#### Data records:

================

//! UI layer for desktop GUI: the single records window.

pub mod app;

pub use app::StudentsApp;
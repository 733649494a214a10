use reqwest::StatusCode;
use shared::error::ProtocolError;
use thiserror::Error;

/// Why a single exchange with the records service failed.
#[derive(Debug, Error)]
pub enum BackendError {
    #[error("invalid backend url: {0}")]
    Url(#[from] url::ParseError),
    #[error("transport failure: {0}")]
    Transport(#[from] reqwest::Error),
    #[error("backend responded with status {0}")]
    Status(StatusCode),
    #[error(transparent)]
    Decode(#[from] ProtocolError),
}

/// User-facing outcome of a failed operation. `Display` is the message shown to the user.
#[derive(Debug, Error)]
pub enum ClientError {
    #[error("All fields are required.")]
    FieldsRequired,
    #[error("Roll number is required for search.")]
    RollNoRequired,
    #[error("Error fetching students. Please check the server.")]
    Fetch(#[source] BackendError),
    #[error("Error adding student. Please try again.")]
    Add(#[source] BackendError),
    #[error("Error updating student. Please try again.")]
    Update(#[source] BackendError),
    #[error("Error deleting student. Please try again.")]
    Delete(#[source] BackendError),
    #[error("Student not found. Please try another roll number.")]
    NotFound(#[source] BackendError),
}

impl ClientError {
    /// Validation failures never reach the network.
    pub fn is_validation(&self) -> bool {
        matches!(self, Self::FieldsRequired | Self::RollNoRequired)
    }

    pub fn backend_error(&self) -> Option<&BackendError> {
        match self {
            Self::FieldsRequired | Self::RollNoRequired => None,
            Self::Fetch(err)
            | Self::Add(err)
            | Self::Update(err)
            | Self::Delete(err)
            | Self::NotFound(err) => Some(err),
        }
    }
}
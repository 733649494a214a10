//! Bridge between the UI thread and the worker thread that owns the student client.

pub mod commands;
pub mod runtime;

================

The data must be printed verbatim, line by line.

//! UI layer for desktop GUI: the single records window.

pub mod app;

pub use app::StudentsApp;
repository 733649494a214a10
use reqwest::StatusCode;
use shared::error::ProtocolError;
use thiserror::Error;

/// Why a single exchange with the records service failed.
#[derive(Debug, Error)]
pub enum BackendError {
    #[error("invalid backend url: {0}")]
    Url(#[from] url::ParseError),
    #[error("transport failure: {0}")]
    Transport(#[from] reqwest::Error),
    #[error("backend responded with status {0}")]
    Status(StatusCode),
    #[error(transparent)]
    Decode(#[from] ProtocolError),
}

/// User-facing outcome of a failed operation. `Display` is the message shown to the user.
#[derive(Debug, Error)]
pub enum ClientError {
    #[error("All fields are required.")]
    FieldsRequired,
    #[error("Roll number is required for search.")]
    RollNoRequired,
    #[error("Error fetching students. Please check the server.")]
    Fetch(#[source] BackendError),
    #[error("Error adding student. Please try again.")]
    Add(#[source] BackendError),
    #[error("Error updating student. Please try again.")]
    Update(#[source] BackendError),
    #[error("Error deleting student. Please try again.")]
    Delete(#[source] BackendError),
    #[error("Student not found. Please try another roll number.")]
    NotFound(#[source] BackendError),
}

impl ClientError {
    /// Validation failures never reach the network.
    pub fn is_validation(&self) -> bool {
        matches!(self, Self::FieldsRequired | Self::RollNoRequired)
    }

    pub fn backend_error(&self) -> Option<&BackendError> {
        match self {
            Self::FieldsRequired | Self::RollNoRequired => None,
            Self::Fetch(err)
            | Self::Add(err)
            | Self::Update(err)
            | Self::Delete(err)
            | Self::NotFound(err) => Some(err),
        }
    }
}
repository 733649494a214a10
//! Bridge between the UI thread and the worker thread that owns the student client.

pub mod commands;
pub mod runtime;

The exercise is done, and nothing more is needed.